# Activity
Scan the records that follow, and whenever a line has the word "until", copy it.

(Data excerpts)
┄┄┄┄┄┄┄┄┄┄┄┄┄┄┄┄┄┄┄┄
//! The test runner a pipe plugs into.
//!
//! The retry engine owns no timers and no log storage. It borrows them from a
//! [`Host`]: the host decides how long to wait between rounds and when the
//! budget is spent, verifies assertions, stores diagnostic records and tells
//! element collections apart from plain values.
//!
//! [`TokioHost`] is a complete host built on tokio timers and an in-memory
//! [`LogBook`](crate::diagnostics::LogBook).

mod config;
#[cfg(feature = "async")]
mod tokio_host;

pub use config::HostConfig;
#[cfg(feature = "async")]
pub use tokio_host::{ElementProbe, TokioHost};

use std::any::Any;
use std::future::Future;
use std::time::{Duration, Instant};

use futures::future::BoxFuture;

use crate::assertion::{Assertion, AssertionError};
use crate::diagnostics::{LogAttrs, LogHandle};
use crate::outcome::TransformError;
use crate::retry::{Failure, TimedOut};

/// Progress of one invocation, handed to [`Host::retry_after_delay`] and
/// [`Host::settle`].
#[derive(Debug, Clone)]
pub struct RetryState {
    started: Instant,
    timeout: Duration,
    attempts: u32,
    last_error: Option<Failure>,
}

impl RetryState {
    /// Start tracking an invocation that began at `started`.
    pub fn new(started: Instant, timeout: Duration) -> Self {
        RetryState {
            started,
            timeout,
            attempts: 0,
            last_error: None,
        }
    }

    /// When the invocation began.
    pub fn started(&self) -> Instant {
        self.started
    }

    /// Time since the invocation began.
    pub fn elapsed(&self) -> Duration {
        self.started.elapsed()
    }

    /// The invocation's fixed timeout.
    pub fn timeout(&self) -> Duration {
        self.timeout
    }

    /// Evaluations made so far.
    pub fn attempts(&self) -> u32 {
        self.attempts
    }

    /// Zero-indexed number of the retry about to be scheduled.
    pub fn retry_index(&self) -> u32 {
        self.attempts.saturating_sub(1)
    }

    /// The failure of the latest round.
    pub fn last_error(&self) -> Option<&Failure> {
        self.last_error.as_ref()
    }

    /// The error to surface when the budget is spent.
    pub fn timed_out(&self) -> TimedOut {
        TimedOut::new(
            self.timeout,
            self.elapsed(),
            self.attempts,
            self.last_error.clone(),
        )
    }

    pub(crate) fn begin_attempt(&mut self) {
        self.attempts = self.attempts.saturating_add(1);
    }

    pub(crate) fn record_failure(&mut self, failure: Failure) {
        self.last_error = Some(failure);
    }
}

/// Capabilities the retry engine needs from its test runner.
pub trait Host: Send + Sync {
    /// Handle of an open diagnostic record.
    type Log: LogHandle;

    /// Timeout used when the invocation does not set one.
    fn default_timeout(&self) -> Duration;

    /// Open a diagnostic record.
    fn open_log(&self, attrs: LogAttrs) -> Self::Log;

    /// `Some(count)` if `value` is an element collection.
    ///
    /// Element collections get their element count in the console
    /// properties and become the record's element.
    fn element_count(&self, value: &dyn Any) -> Option<usize> {
        let _ = value;
        None
    }

    /// Wait before the next round, or fail with [`TimedOut`] if the budget
    /// cannot cover another one.
    fn retry_after_delay(
        &self,
        state: &RetryState,
    ) -> impl Future<Output = Result<(), TimedOut>> + Send;

    /// Drive the pending work of one round to completion.
    ///
    /// The work must not outlive the invocation's budget: once
    /// `state.timeout()` has elapsed since `state.started()`, resolve to
    /// `Err(state.timed_out())` and drop the work.
    fn settle<T>(
        &self,
        state: &RetryState,
        work: BoxFuture<'static, Result<T, TransformError>>,
    ) -> impl Future<Output = Result<Result<T, TransformError>, TimedOut>> + Send
    where
        T: Send + 'static;

    /// Apply the caller's pending assertion to a resolved value.
    ///
    /// A rejection sends the engine into another round; the default runs the
    /// assertion directly and passes when there is none.
    fn verify_assertions<T>(
        &self,
        value: &T,
        assertion: Option<&dyn Assertion<T>>,
    ) -> impl Future<Output = Result<(), AssertionError>> + Send
    where
        T: Sync + ?Sized,
    {
        let verdict = match assertion {
            Some(assertion) => assertion.check(value),
            None => Ok(()),
        };
        std::future::ready(verdict)
    }
}
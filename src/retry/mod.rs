//! Retrying a transform until its result settles.
//!
//! A pipe is bounded by time, not by attempt count. Each invocation gets one
//! fixed timeout, from [`PipeOptions`] or the host's default, and keeps
//! re-evaluating its transform until a value passes the caller's assertion
//! or that budget runs out.
//!
//! - **Policy is data**: [`BackoffPolicy`] only describes the wait between
//!   rounds; the host does the waiting
//! - **Errors are retryable**: a failing transform and a rejected value both
//!   lead to another round
//! - **One timeout error**: [`TimedOut`] carries the last [`Failure`]
//!
//! # Quick Start
//!
//! ```rust
//! use pipewater::{pipe, PipeOptions, TokioHost};
//! use pipewater::assertion::equal;
//! use serde_json::{json, Value};
//! use std::time::Duration;
//!
//! # tokio_test::block_on(async {
//! let host = TokioHost::default();
//! let should = equal(json!("baz"));
//!
//! let err = pipe(
//!     &host,
//!     json!({ "foo": "bar" }),
//!     |obj: &Value| Ok::<_, String>(obj["foo"].clone()),
//!     PipeOptions::new().with_timeout(Duration::from_millis(50)),
//!     Some(&should),
//! )
//! .await
//! .unwrap_err();
//!
//! assert_eq!(
//!     err.to_string(),
//!     "Timed out retrying after 50ms: expected 'bar' to equal 'baz'"
//! );
//! # });
//! ```

mod engine;
mod error;
mod options;
mod policy;

pub use engine::pipe;
pub use error::{Failure, TimedOut};
pub use options::PipeOptions;
pub use policy::{BackoffPolicy, BackoffStrategy, DEFAULT_RETRY_INTERVAL};
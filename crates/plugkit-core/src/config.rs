use anyhow::{bail, Context, Result};
use serde::{Deserialize, Serialize};
use std::fs;
use std::path::{Path, PathBuf};

use crate::download::{DOWNLOAD_MAX_SPLIT_COUNT, DOWNLOAD_MIN_SPLIT_KB, DOWNLOAD_SPLIT_COUNT};
use crate::threads::DEFAULT_THREADS;

/// Fallback values for download flags (`[download]` section in config.toml).
#[derive(Debug, Clone, PartialEq, Eq, Serialize, Deserialize)]
#[serde(default)]
pub struct DownloadDefaults {
    /// Minimum file size in KB before splitting, used when `--min-split` is empty.
    pub min_split_kb: i64,
    /// Ranges per split download, used when `--split-count` is empty.
    pub split_count: i64,
    /// Upper bound accepted for `--split-count`.
    pub max_split_count: i64,
    /// Worker threads, used when `--threads` is empty.
    pub threads: usize,
}

impl Default for DownloadDefaults {
    fn default() -> Self {
        Self {
            min_split_kb: DOWNLOAD_MIN_SPLIT_KB,
            split_count: DOWNLOAD_SPLIT_COUNT,
            max_split_count: DOWNLOAD_MAX_SPLIT_COUNT,
            threads: DEFAULT_THREADS,
        }
    }
}

impl DownloadDefaults {
    /// Check the same bounds the flags are held to.
    pub fn validate(&self) -> Result<()> {
        if self.threads < 1 {
            bail!("download.threads must be at least 1, got {}", self.threads);
        }
        if self.max_split_count < 0 {
            bail!(
                "download.max_split_count cannot be negative, got {}",
                self.max_split_count
            );
        }
        if self.split_count < 0 || self.split_count > self.max_split_count {
            bail!(
                "download.split_count must be between 0 and max_split_count ({}), got {}",
                self.max_split_count,
                self.split_count
            );
        }
        Ok(())
    }
}

/// Global configuration loaded from `~/.config/plugkit/config.toml`.
#[derive(Debug, Clone, Default, PartialEq, Eq, Serialize, Deserialize)]
pub struct PlugkitConfig {
    #[serde(default)]
    pub download: DownloadDefaults,
    /// Tracing filter used when `PLUGKIT_LOG` is not set.
    #[serde(default)]
    pub log_filter: Option<String>,
}

pub fn config_path() -> Result<PathBuf> {
    let xdg_dirs = xdg::BaseDirectories::with_prefix("plugkit")?;
    Ok(xdg_dirs.place_config_file("config.toml")?)
}

/// Load configuration from the XDG config dir, writing the defaults if absent.
pub fn load_or_init() -> Result<PlugkitConfig> {
    load_or_init_at(&config_path()?)
}

pub fn load_or_init_at(path: &Path) -> Result<PlugkitConfig> {
    if !path.exists() {
        let cfg = PlugkitConfig::default();
        if let Some(parent) = path.parent() {
            fs::create_dir_all(parent)?;
        }
        fs::write(path, toml::to_string_pretty(&cfg)?)?;
        tracing::info!("created default config at {}", path.display());
        return Ok(cfg);
    }
    load_from(path)
}

pub fn load_from(path: &Path) -> Result<PlugkitConfig> {
    let data = fs::read_to_string(path)
        .with_context(|| format!("reading config {}", path.display()))?;
    let cfg: PlugkitConfig =
        toml::from_str(&data).with_context(|| format!("parsing config {}", path.display()))?;
    cfg.download
        .validate()
        .with_context(|| format!("invalid [download] section in {}", path.display()))?;
    Ok(cfg)
}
┄┄┄┄┄┄┄┄┄┄┄┄┄┄┄┄┄┄┄┄
# Result below
//! Retrying a transform until its result settles.
//! re-evaluating its transform until a value passes the caller's assertion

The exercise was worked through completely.